Desde que las sociedades del México antiguo se volvieron sedentarias, los centros de culto de los grupos nómadas de cazadores-recolectores –situados en lugares que eran visitados periódicamente– se convirtieron en edificaciones permanentes ubicadas en el núcleo de los asentamientos, y en muchos sentidos se volvieron el centro de la vida misma. Estas construcciones, en el imaginario colectivo, se conocen como “pirámides”, denominación que también es de uso común entre los especialistas a pesar de que en un inicio tenía connotaciones que la asociaban con otros monumentos, como los de los egipcios, con los cuales no compartían en realidad ni la forma ni su vocación esencial: las pirámides de los egipcios eran mausoleos, las de México tenían como objetivo el culto público.

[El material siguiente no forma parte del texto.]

//! Microphone capture and playback using cpal
//!
//! Recording downmixes whatever the input device delivers to mono f32 and is
//! encoded as 16-bit PCM WAV (hound) for upload. Playback decodes WAV,
//! resamples to the output device rate with rubato when needed, and blocks
//! until done.
//!
//! cpal streams are not `Send` on every host, so both `Recorder::record` and
//! `Player::play` are blocking calls meant for `spawn_blocking`.

use cpal::traits::{DeviceTrait, HostTrait, StreamTrait};
use cpal::{Device, FromSample, Sample, SampleFormat, SizedSample, Stream, StreamConfig};
use rubato::{
    Resampler as _, SincFixedIn, SincInterpolationParameters, SincInterpolationType,
    WindowFunction,
};
use std::io::{BufRead, Cursor};
use std::sync::atomic::{AtomicBool, AtomicUsize, Ordering};
use std::sync::{Arc, Mutex};
use std::thread;
use std::time::{Duration, Instant};
use tracing::{debug, error, info, warn};

use crate::error::{ClientError, Result};

/// Longest recording accepted by the voice command by default
pub const DEFAULT_MAX_DURATION: Duration = Duration::from_secs(60);

const POLL_INTERVAL: Duration = Duration::from_millis(50);

/// Input frames per resampler call
const RESAMPLE_CHUNK: usize = 1024;

fn audio_err(context: &str, err: impl std::fmt::Display) -> ClientError {
    ClientError::Audio(format!("{}: {}", context, err))
}

/// Mono PCM samples in [-1.0, 1.0]
#[derive(Debug, Clone, PartialEq)]
pub struct Recording {
    pub samples: Vec<f32>,
    pub sample_rate: u32,
}

impl Recording {
    pub fn duration(&self) -> Duration {
        if self.sample_rate == 0 {
            return Duration::ZERO;
        }
        Duration::from_secs_f64(self.samples.len() as f64 / self.sample_rate as f64)
    }

    pub fn is_empty(&self) -> bool {
        self.samples.is_empty()
    }

    pub fn to_wav(&self) -> Result<Vec<u8>> {
        encode_wav(&self.samples, self.sample_rate)
    }
}

/// Encode mono samples as 16-bit PCM WAV in memory
pub fn encode_wav(samples: &[f32], sample_rate: u32) -> Result<Vec<u8>> {
    let spec = hound::WavSpec {
        channels: 1,
        sample_rate,
        bits_per_sample: 16,
        sample_format: hound::SampleFormat::Int,
    };

    let mut cursor = Cursor::new(Vec::new());
    {
        let mut writer = hound::WavWriter::new(&mut cursor, spec)?;
        for sample in samples {
            let clamped = sample.clamp(-1.0, 1.0);
            writer.write_sample((clamped * i16::MAX as f32) as i16)?;
        }
        writer.finalize()?;
    }

    Ok(cursor.into_inner())
}

/// Decode WAV bytes, downmixing to mono
pub fn decode_wav(bytes: &[u8]) -> Result<Recording> {
    let mut reader = hound::WavReader::new(Cursor::new(bytes))?;
    let spec = reader.spec();
    let channels = spec.channels.max(1) as usize;

    let interleaved: Vec<f32> = match spec.sample_format {
        hound::SampleFormat::Float => reader
            .samples::<f32>()
            .collect::<std::result::Result<_, _>>()?,
        hound::SampleFormat::Int => {
            let scale = (1i64 << (spec.bits_per_sample.saturating_sub(1))) as f32;
            reader
                .samples::<i32>()
                .map(|s| s.map(|v| v as f32 / scale))
                .collect::<std::result::Result<_, _>>()?
        }
    };

    let samples = interleaved
        .chunks(channels)
        .map(|frame| frame.iter().sum::<f32>() / frame.len() as f32)
        .collect();

    Ok(Recording {
        samples,
        sample_rate: spec.sample_rate,
    })
}

/// Windowed-sinc sample rate conversion for mono speech (rubato)
///
/// Output length is `samples.len() * to_rate / from_rate`, with the filter delay
/// removed so the clip starts on time.
pub fn resample(samples: &[f32], from_rate: u32, to_rate: u32) -> Result<Vec<f32>> {
    if from_rate == to_rate || samples.is_empty() || from_rate == 0 || to_rate == 0 {
        return Ok(samples.to_vec());
    }

    let ratio = to_rate as f64 / from_rate as f64;
    let params = SincInterpolationParameters {
        sinc_len: 256,
        f_cutoff: 0.95,
        interpolation: SincInterpolationType::Linear,
        oversampling_factor: 256,
        window: WindowFunction::BlackmanHarris2,
    };
    let mut resampler = SincFixedIn::<f32>::new(ratio, 1.0, params, RESAMPLE_CHUNK, 1)
        .map_err(|e| audio_err("Failed to create resampler", e))?;

    let delay = resampler.output_delay();
    let expected = (samples.len() as f64 * ratio).round() as usize;
    let mut output = Vec::with_capacity(expected + delay);

    let mut chunks = samples.chunks_exact(RESAMPLE_CHUNK);
    for chunk in &mut chunks {
        let input: [&[f32]; 1] = [chunk];
        let out = resampler
            .process(&input[..], None)
            .map_err(|e| audio_err("Resampling failed", e))?;
        output.extend_from_slice(&out[0]);
    }

    let rest = chunks.remainder();
    if !rest.is_empty() {
        let input: [&[f32]; 1] = [rest];
        let out = resampler
            .process_partial(Some(&input[..]), None)
            .map_err(|e| audio_err("Resampling failed", e))?;
        output.extend_from_slice(&out[0]);
    }

    // Flush the filter tail
    while output.len() < expected + delay {
        let out = resampler
            .process_partial(None::<&[&[f32]]>, None)
            .map_err(|e| audio_err("Resampling failed", e))?;
        if out[0].is_empty() {
            break;
        }
        output.extend_from_slice(&out[0]);
    }

    output.drain(..delay.min(output.len()));
    output.truncate(expected);

    debug!(
        "Resampled {} samples at {}Hz to {} at {}Hz",
        samples.len(),
        from_rate,
        output.len(),
        to_rate
    );
    Ok(output)
}

/// Set the returned flag when the user presses Enter
pub fn stop_on_enter() -> Arc<AtomicBool> {
    let stop = Arc::new(AtomicBool::new(false));
    let flag = Arc::clone(&stop);

    thread::spawn(move || {
        let mut line = String::new();
        if let Err(e) = std::io::stdin().lock().read_line(&mut line) {
            warn!("Failed to read stdin: {}", e);
        }
        flag.store(true, Ordering::SeqCst);
    });

    stop
}

/// Default microphone capture
pub struct Recorder {
    device: Device,
    config: StreamConfig,
    sample_format: SampleFormat,
}

impl Recorder {
    pub fn open_default() -> Result<Self> {
        let host = cpal::default_host();
        let device = host
            .default_input_device()
            .ok_or_else(|| ClientError::Audio("No microphone (input device) found".to_string()))?;

        let supported = device
            .default_input_config()
            .map_err(|e| audio_err("Failed to get input config", e))?;

        info!(
            "Using input device: {}",
            device.name().unwrap_or_else(|_| "Unknown".to_string())
        );

        Ok(Self {
            device,
            sample_format: supported.sample_format(),
            config: supported.config(),
        })
    }

    pub fn sample_rate(&self) -> u32 {
        self.config.sample_rate.0
    }

    /// Capture until `stop` is set or `max_duration` elapses
    pub fn record(&self, stop: Arc<AtomicBool>, max_duration: Duration) -> Result<Recording> {
        let buffer = Arc::new(Mutex::new(Vec::<f32>::new()));

        let stream = match self.sample_format {
            SampleFormat::F32 => self.build_stream::<f32>(Arc::clone(&buffer))?,
            SampleFormat::I16 => self.build_stream::<i16>(Arc::clone(&buffer))?,
            SampleFormat::U16 => self.build_stream::<u16>(Arc::clone(&buffer))?,
            other => {
                return Err(ClientError::Audio(format!(
                    "Unsupported input sample format: {:?}",
                    other
                )))
            }
        };

        stream
            .play()
            .map_err(|e| audio_err("Failed to start recording", e))?;

        let started = Instant::now();
        while !stop.load(Ordering::SeqCst) && started.elapsed() < max_duration {
            thread::sleep(POLL_INTERVAL);
        }
        drop(stream);

        let mut samples = match buffer.lock() {
            Ok(mut guard) => std::mem::take(&mut *guard),
            Err(poisoned) => std::mem::take(&mut *poisoned.into_inner()),
        };
        let max_samples = (max_duration.as_secs_f64() * self.sample_rate() as f64) as usize;
        samples.truncate(max_samples);

        debug!("Captured {} samples", samples.len());
        Ok(Recording {
            samples,
            sample_rate: self.sample_rate(),
        })
    }

    fn build_stream<T>(&self, buffer: Arc<Mutex<Vec<f32>>>) -> Result<Stream>
    where
        T: SizedSample,
        f32: FromSample<T>,
    {
        let channels = self.config.channels.max(1) as usize;

        self.device
            .build_input_stream(
                &self.config,
                move |data: &[T], _: &cpal::InputCallbackInfo| {
                    if let Ok(mut buf) = buffer.lock() {
                        for frame in data.chunks(channels) {
                            let sum: f32 = frame.iter().map(|s| f32::from_sample(*s)).sum();
                            buf.push(sum / frame.len() as f32);
                        }
                    }
                },
                |err| error!("Input stream error: {}", err),
                None,
            )
            .map_err(|e| audio_err("Failed to open microphone stream", e))
    }
}

/// Default speaker playback
pub struct Player {
    device: Device,
    config: StreamConfig,
    sample_format: SampleFormat,
}

impl Player {
    pub fn open_default() -> Result<Self> {
        let host = cpal::default_host();
        let device = host
            .default_output_device()
            .ok_or_else(|| ClientError::Audio("No default output device found".to_string()))?;

        let supported = device
            .default_output_config()
            .map_err(|e| audio_err("Failed to get output config", e))?;

        debug!(
            "Output config: sample_rate={}, channels={}, format={:?}",
            supported.sample_rate().0,
            supported.channels(),
            supported.sample_format()
        );

        Ok(Self {
            device,
            sample_format: supported.sample_format(),
            config: supported.config(),
        })
    }

    /// Decode and play a WAV clip, returning once it has finished
    pub fn play_wav(&self, bytes: &[u8]) -> Result<()> {
        let recording = decode_wav(bytes)?;
        self.play(&recording)
    }

    pub fn play(&self, recording: &Recording) -> Result<()> {
        let device_rate = self.config.sample_rate.0;
        let samples = Arc::new(resample(
            &recording.samples,
            recording.sample_rate,
            device_rate,
        )?);
        if samples.is_empty() {
            return Ok(());
        }

        let position = Arc::new(AtomicUsize::new(0));
        let stream = match self.sample_format {
            SampleFormat::F32 => self.build_stream::<f32>(Arc::clone(&samples), Arc::clone(&position))?,
            SampleFormat::I16 => self.build_stream::<i16>(Arc::clone(&samples), Arc::clone(&position))?,
            SampleFormat::U16 => self.build_stream::<u16>(Arc::clone(&samples), Arc::clone(&position))?,
            other => {
                return Err(ClientError::Audio(format!(
                    "Unsupported output sample format: {:?}",
                    other
                )))
            }
        };

        stream
            .play()
            .map_err(|e| audio_err("Failed to start playback", e))?;

        // Bound the wait in case the device stops pulling samples
        let expected = Duration::from_secs_f64(samples.len() as f64 / device_rate as f64);
        let deadline = Instant::now() + expected + Duration::from_secs(2);
        while position.load(Ordering::SeqCst) < samples.len() && Instant::now() < deadline {
            thread::sleep(POLL_INTERVAL);
        }
        // Let the device drain its last buffer
        thread::sleep(Duration::from_millis(150));

        Ok(())
    }

    fn build_stream<T>(&self, samples: Arc<Vec<f32>>, position: Arc<AtomicUsize>) -> Result<Stream>
    where
        T: SizedSample + FromSample<f32>,
    {
        let channels = self.config.channels.max(1) as usize;

        self.device
            .build_output_stream(
                &self.config,
                move |data: &mut [T], _: &cpal::OutputCallbackInfo| {
                    for frame in data.chunks_mut(channels) {
                        let index = position.fetch_add(1, Ordering::Relaxed);
                        let value = samples.get(index).copied().unwrap_or(0.0);
                        for out in frame.iter_mut() {
                            *out = T::from_sample(value);
                        }
                    }
                },
                |err| error!("Output stream error: {}", err),
                None,
            )
            .map_err(|e| audio_err("Failed to open output stream", e))
    }
}
//! Legal knowledge base: query classification, canned guidance, language
//! detection and document templates

pub mod classifier;
pub mod guidance;
pub mod language;
pub mod templates;

pub use classifier::classify_query;
pub use guidance::{guidance, NO_SPEECH_ANSWER};
pub use language::detect_language;
pub use templates::render_document;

Ante estas edificaciones –de una enorme variedad en cuanto a tamaño, forma y decoración, pero a la vez con denominadores comunes en lo que se refiere a sus dimensiones y su ubicación respecto a las construcciones que las rodeaban–, se congregaban los habitantes del lugar para celebrar sus rituales fundamentales. Las características últimas de estos monumentos proporcionan información no sólo sobre las creencias de un grupo particular en una época determinada, sino que también arrojan luz sobre conocimientos arquitectónicos y de ingeniería. Son además un indicio de la complejidad social, pues es obvio que levantarlas requería de la participación de grandes grupos humanos, cuya sola convocatoria y organización eficiente supone la existencia de un acuerdo.
Además estos monumentos tenían un papel fundamental en la configuración y reiteración de una cosmovisión en la que las pirámides son vistas como representaciones de montañas sagradas que simbolizan el centro del universo.
Tomado de “Las pirámides de México”, Arqueología Mexicana núm. 101, pp. 28 – 29.